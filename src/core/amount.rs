//! Parsing of user-entered amounts.

use anyhow::{Context, Result, bail};
use rust_decimal::{Decimal, RoundingStrategy};
use std::str::FromStr;

/// Ten integer digits, the point and two fraction digits.
pub const MAX_AMOUNT_LENGTH: usize = 13;
pub const DIGITS_AFTER_POINT: u32 = 2;

fn is_point(c: char) -> bool {
    c == '.' || c == ','
}

/// Parses an amount typed by the user. Blank input means "no amount".
///
/// Either `.` or `,` may be used as the decimal point, and a leading point
/// is read as `0.`. Leading zeroes are rejected and extra fraction digits
/// are rounded half-down to two.
pub fn parse_amount(input: &str) -> Result<Option<Decimal>> {
    let trimmed = input.trim();
    if trimmed.is_empty() || (trimmed.len() == 1 && trimmed.starts_with(is_point)) {
        return Ok(None);
    }

    let mut text = trimmed.replace(',', ".");
    if text.starts_with('.') {
        text.insert(0, '0');
    }

    let mut chars = text.chars();
    if let (Some('0'), Some(second)) = (chars.next(), chars.next()) {
        if !is_point(second) {
            bail!("Amount must not start with a zero: {}", input);
        }
    }

    let integer_digits = text.find('.').unwrap_or(text.len());
    if integer_digits + 1 + DIGITS_AFTER_POINT as usize > MAX_AMOUNT_LENGTH {
        bail!("Amount is too long: {}", input);
    }

    if !text.chars().all(|c| c.is_ascii_digit() || c == '.') {
        bail!("Invalid amount: {}", input);
    }

    let amount =
        Decimal::from_str(&text).with_context(|| format!("Invalid amount: {input}"))?;
    Ok(Some(amount.round_dp_with_strategy(
        DIGITS_AFTER_POINT,
        RoundingStrategy::MidpointTowardZero,
    )))
}
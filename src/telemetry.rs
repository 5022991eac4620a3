//! Tracing bootstrap for binaries and tests embedding the engine.

use tracing_subscriber::EnvFilter;

/// Install a global `tracing` subscriber honoring `RUST_LOG`.
///
/// Idempotent: a second call (or a subscriber installed by the host
/// application) leaves the existing one in place.
pub fn init_tracing() {
    let _ = tracing_subscriber::fmt()
        .with_env_filter(EnvFilter::from_default_env())
        .try_init();
}
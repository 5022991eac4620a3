//! Nested key/value settings trees used to persist workflows.
//!
//! A [`Settings`] object is a tree: leaves are integers, booleans and
//! strings, inner nodes are named sub-configurations. Workflow managers
//! serialize themselves into such a tree (counters, then nodes, then
//! connections) and reconstruct themselves from one; nodes store their
//! own opaque sub-tree through the same type.
//!
//! The tree is backed by a [`serde_json::Map`], so a settings object
//! converts losslessly to and from JSON for file persistence. Typed
//! accessors return a [`SettingsError`] instead of panicking when a key
//! is missing or holds the wrong type; load paths use this to skip
//! malformed entries instead of aborting.

use miette::Diagnostic;
use serde_json::{Map, Value};
use std::io::{Read, Write};
use thiserror::Error;

/// Errors raised by typed access into a settings tree.
#[derive(Debug, Error, Diagnostic)]
pub enum SettingsError {
    /// The requested key does not exist in this configuration.
    #[error("settings key {key:?} is missing")]
    #[diagnostic(code(trellis::settings::missing_key))]
    MissingKey { key: String },

    /// The key exists but holds a value of a different type.
    #[error("settings key {key:?} is not a {expected}")]
    #[diagnostic(
        code(trellis::settings::type_mismatch),
        help("The settings tree may have been produced by an incompatible writer.")
    )]
    TypeMismatch { key: String, expected: &'static str },

    /// The underlying JSON document could not be read or written.
    #[error(transparent)]
    #[diagnostic(code(trellis::settings::json))]
    Json(#[from] serde_json::Error),
}

/// One level of a nested key/value settings tree.
#[derive(Clone, Debug, Default, PartialEq)]
pub struct Settings {
    entries: Map<String, Value>,
}

impl Settings {
    #[must_use]
    pub fn new() -> Self {
        Self {
            entries: Map::new(),
        }
    }

    /// Number of entries at this level.
    #[must_use]
    pub fn len(&self) -> usize {
        self.entries.len()
    }

    #[must_use]
    pub fn is_empty(&self) -> bool {
        self.entries.is_empty()
    }

    #[must_use]
    pub fn contains_key(&self, key: &str) -> bool {
        self.entries.contains_key(key)
    }

    /// Keys at this level, in stable (sorted) order.
    pub fn keys(&self) -> impl Iterator<Item = &str> {
        self.entries.keys().map(String::as_str)
    }

    pub fn add_i64(&mut self, key: impl Into<String>, value: i64) {
        self.entries.insert(key.into(), Value::from(value));
    }

    pub fn add_bool(&mut self, key: impl Into<String>, value: bool) {
        self.entries.insert(key.into(), Value::from(value));
    }

    pub fn add_string(&mut self, key: impl Into<String>, value: impl Into<String>) {
        self.entries.insert(key.into(), Value::from(value.into()));
    }

    /// Store an arbitrary JSON value under `key`.
    pub fn add_value(&mut self, key: impl Into<String>, value: Value) {
        self.entries.insert(key.into(), value);
    }

    /// Attach a child configuration under `key`.
    pub fn set_config(&mut self, key: impl Into<String>, config: Settings) {
        self.entries
            .insert(key.into(), Value::Object(config.entries));
    }

    pub fn get_i64(&self, key: &str) -> Result<i64, SettingsError> {
        self.get(key)?
            .as_i64()
            .ok_or(SettingsError::TypeMismatch {
                key: key.to_string(),
                expected: "integer",
            })
    }

    pub fn get_bool(&self, key: &str) -> Result<bool, SettingsError> {
        self.get(key)?
            .as_bool()
            .ok_or(SettingsError::TypeMismatch {
                key: key.to_string(),
                expected: "boolean",
            })
    }

    pub fn get_string(&self, key: &str) -> Result<String, SettingsError> {
        self.get(key)?
            .as_str()
            .map(str::to_string)
            .ok_or(SettingsError::TypeMismatch {
                key: key.to_string(),
                expected: "string",
            })
    }

    /// Raw JSON value stored under `key`.
    pub fn get_value(&self, key: &str) -> Result<&Value, SettingsError> {
        self.get(key)
    }

    /// Child configuration stored under `key`.
    pub fn get_config(&self, key: &str) -> Result<Settings, SettingsError> {
        match self.get(key)? {
            Value::Object(map) => Ok(Settings {
                entries: map.clone(),
            }),
            _ => Err(SettingsError::TypeMismatch {
                key: key.to_string(),
                expected: "configuration",
            }),
        }
    }

    fn get(&self, key: &str) -> Result<&Value, SettingsError> {
        self.entries.get(key).ok_or(SettingsError::MissingKey {
            key: key.to_string(),
        })
    }

    /// The whole tree as a JSON value.
    #[must_use]
    pub fn to_value(&self) -> Value {
        Value::Object(self.entries.clone())
    }

    /// Rebuild a settings tree from a JSON object value.
    pub fn from_value(value: Value) -> Result<Self, SettingsError> {
        match value {
            Value::Object(entries) => Ok(Settings { entries }),
            _ => Err(SettingsError::TypeMismatch {
                key: String::new(),
                expected: "configuration",
            }),
        }
    }

    /// Serialize the tree as pretty-printed JSON.
    pub fn write_to(&self, writer: impl Write) -> Result<(), SettingsError> {
        serde_json::to_writer_pretty(writer, &self.to_value())?;
        Ok(())
    }

    /// Parse a tree from a JSON document.
    pub fn read_from(reader: impl Read) -> Result<Self, SettingsError> {
        let value: Value = serde_json::from_reader(reader)?;
        Self::from_value(value)
    }
}
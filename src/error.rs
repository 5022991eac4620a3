//! Error types for graph mutation, scheduling and persistence.

use miette::Diagnostic;
use thiserror::Error;

use crate::settings::SettingsError;
use crate::types::{ConnectionId, NodeId};

/// Errors reported by [`WorkflowManager`](crate::manager::WorkflowManager)
/// operations.
///
/// Precondition violations are reported synchronously at the offending call
/// and leave the graph unchanged. [`DisconnectedPredecessor`](Self::DisconnectedPredecessor)
/// is the exception: it indicates corrupted bookkeeping rather than bad
/// input, and callers should treat it as fatal.
#[derive(Debug, Error, Diagnostic)]
pub enum WorkflowError {
    /// A referenced node id is not present in this scope.
    #[error("node #{id} does not exist in this workflow")]
    #[diagnostic(code(trellis::workflow::unknown_node))]
    UnknownNode { id: NodeId },

    /// A referenced connection id is not present in this scope.
    #[error("connection #{id} does not exist in this workflow")]
    #[diagnostic(code(trellis::workflow::unknown_connection))]
    UnknownConnection { id: ConnectionId },

    /// The node exists but is not managed by this workflow manager.
    #[error("node #{id} is not managed by this workflow manager")]
    #[diagnostic(code(trellis::workflow::unmanaged_node))]
    NodeNotManaged { id: NodeId },

    /// A deserialized node entry carries an id that is already live.
    #[error("a node with id #{id} already exists in the workflow")]
    #[diagnostic(code(trellis::workflow::duplicate_node_id))]
    DuplicateNodeId { id: NodeId },

    /// A deserialized connection entry carries an id that is already live.
    #[error("a connection with id #{id} already exists in the workflow")]
    #[diagnostic(code(trellis::workflow::duplicate_connection_id))]
    DuplicateConnectionId { id: ConnectionId },

    /// A port index is outside the node's declared port range.
    #[error("{direction} port {port} does not exist on node #{node}")]
    #[diagnostic(code(trellis::workflow::invalid_port))]
    InvalidPort {
        node: NodeId,
        port: usize,
        direction: &'static str,
    },

    /// The target input port already has an incoming connection.
    #[error("in-port {port} of node #{node} already has an incoming connection")]
    #[diagnostic(
        code(trellis::workflow::port_occupied),
        help("Remove the existing connection before adding a new one.")
    )]
    PortOccupied { node: NodeId, port: usize },

    /// A data port was paired with a non-data port.
    #[error(
        "cannot connect out-port {source_port} of node #{source_node} \
         to in-port {target_port} of node #{target}: data and non-data ports do not mix"
    )]
    #[diagnostic(code(trellis::workflow::port_kind_mismatch))]
    PortKindMismatch {
        source_node: NodeId,
        source_port: usize,
        target: NodeId,
        target_port: usize,
    },

    /// The connection would close a loop in the graph.
    #[error("connecting node #{source_node} to node #{target} would create a cycle")]
    #[diagnostic(code(trellis::workflow::cycle))]
    WouldCreateCycle { source_node: NodeId, target: NodeId },

    /// Backward scheduling found a predecessor owned by no scope in the
    /// parent chain. The graph's own bookkeeping is corrupt.
    #[error("node #{id} is not part of this workflow manager or any of its ancestors")]
    #[diagnostic(
        code(trellis::workflow::disconnected_predecessor),
        severity(Error),
        help("This indicates corrupted adjacency bookkeeping; the graph should be rebuilt.")
    )]
    DisconnectedPredecessor { id: NodeId },

    /// A persisted workflow must live in a file with the canonical name.
    #[error("workflow file must be named {expected:?}, got {path:?}")]
    #[diagnostic(code(trellis::workflow::wrong_file))]
    WrongWorkflowFile {
        expected: &'static str,
        path: std::path::PathBuf,
    },

    /// A settings entry was missing or malformed.
    #[error(transparent)]
    #[diagnostic(transparent)]
    Settings(#[from] SettingsError),

    /// Reading or writing the persisted form failed.
    #[error("workflow I/O failed: {0}")]
    #[diagnostic(code(trellis::workflow::io))]
    Io(#[from] std::io::Error),

    /// A node factory refused to rebuild a node from its settings.
    #[error("node factory failed: {reason}")]
    #[diagnostic(code(trellis::workflow::factory))]
    Factory { reason: String },
}
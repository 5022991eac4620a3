//! Workflow change notifications and the listener boundary.

use std::sync::Arc;

use crate::containers::{ConnectionContainer, NodeContainer};
use crate::types::{ConnectionId, NodeId};

/// A change in a workflow scope, fanned out to registered listeners.
///
/// The set is closed: listeners match exhaustively instead of subclassing.
/// Structural variants carry the affected container so listeners can react
/// without a lookup; the removal variants hand out the container that was
/// just dropped from the graph (its old value).
#[derive(Clone, Debug)]
pub enum WorkflowEvent {
    NodeAdded {
        id: NodeId,
        node: Arc<NodeContainer>,
    },
    NodeRemoved {
        id: NodeId,
        node: Arc<NodeContainer>,
    },
    ConnectionAdded {
        id: ConnectionId,
        connection: Arc<ConnectionContainer>,
    },
    ConnectionRemoved {
        id: ConnectionId,
        connection: Arc<ConnectionContainer>,
    },
    /// At least one node is currently ready for execution.
    ExecPoolChanged,
    /// No node is ready, queued or running anymore.
    ExecPoolDone,
    NodeReset {
        id: NodeId,
    },
    NodeConfigured {
        id: NodeId,
    },
    NodeExtrainfoChanged {
        id: NodeId,
    },
    ConnectionExtrainfoChanged {
        id: ConnectionId,
    },
}

impl WorkflowEvent {
    /// The node id this event refers to, if any.
    #[must_use]
    pub fn node_id(&self) -> Option<NodeId> {
        match self {
            WorkflowEvent::NodeAdded { id, .. }
            | WorkflowEvent::NodeRemoved { id, .. }
            | WorkflowEvent::NodeReset { id }
            | WorkflowEvent::NodeConfigured { id }
            | WorkflowEvent::NodeExtrainfoChanged { id } => Some(*id),
            _ => None,
        }
    }

    /// The connection id this event refers to, if any.
    #[must_use]
    pub fn connection_id(&self) -> Option<ConnectionId> {
        match self {
            WorkflowEvent::ConnectionAdded { id, .. }
            | WorkflowEvent::ConnectionRemoved { id, .. }
            | WorkflowEvent::ConnectionExtrainfoChanged { id } => Some(*id),
            _ => None,
        }
    }
}

/// Observer for [`WorkflowEvent`]s.
///
/// Listeners are invoked synchronously, in registration order, against a
/// snapshot of the listener set taken before dispatch, so a listener may add
/// or remove listeners (including itself) while handling an event without
/// corrupting the in-progress dispatch.
pub trait WorkflowListener: Send + Sync {
    fn workflow_changed(&self, event: &WorkflowEvent);
}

───

● **ACTIVITY**
Only certain lines are wanted. Please return exactly those from the top of the data through the line with "use tracing_subscriber::EnvFilter;".

● **SOLUTION**
filename src/core/amount.rs
//! Parsing of user-entered amounts.

use anyhow::{Context, Result, bail};
use rust_decimal::{Decimal, RoundingStrategy};
use std::str::FromStr;

/// Ten integer digits, the point and two fraction digits.
pub const MAX_AMOUNT_LENGTH: usize = 13;
pub const DIGITS_AFTER_POINT: u32 = 2;

fn is_point(c: char) -> bool {
    c == '.' || c == ','
}

/// Parses an amount typed by the user. Blank input means "no amount".
///
/// Either `.` or `,` may be used as the decimal point, and a leading point
/// is read as `0.`. Leading zeroes are rejected and extra fraction digits
/// are rounded half-down to two.
pub fn parse_amount(input: &str) -> Result<Option<Decimal>> {
    let trimmed = input.trim();
    if trimmed.is_empty() || (trimmed.len() == 1 && trimmed.starts_with(is_point)) {
        return Ok(None);
    }

    let mut text = trimmed.replace(',', ".");
    if text.starts_with('.') {
        text.insert(0, '0');
    }

    let mut chars = text.chars();
    if let (Some('0'), Some(second)) = (chars.next(), chars.next()) {
        if !is_point(second) {
            bail!("Amount must not start with a zero: {}", input);
        }
    }

    let integer_digits = text.find('.').unwrap_or(text.len());
    if integer_digits + 1 + DIGITS_AFTER_POINT as usize > MAX_AMOUNT_LENGTH {
        bail!("Amount is too long: {}", input);
    }

    if !text.chars().all(|c| c.is_ascii_digit() || c == '.') {
        bail!("Invalid amount: {}", input);
    }

    let amount =
        Decimal::from_str(&text).with_context(|| format!("Invalid amount: {input}"))?;
    Ok(Some(amount.round_dp_with_strategy(
        DIGITS_AFTER_POINT,
        RoundingStrategy::MidpointTowardZero,
    )))
}
filename src/telemetry.rs
repository 5022991eac4620a3
//! Tracing bootstrap for binaries and tests embedding the engine.

use tracing_subscriber::EnvFilter;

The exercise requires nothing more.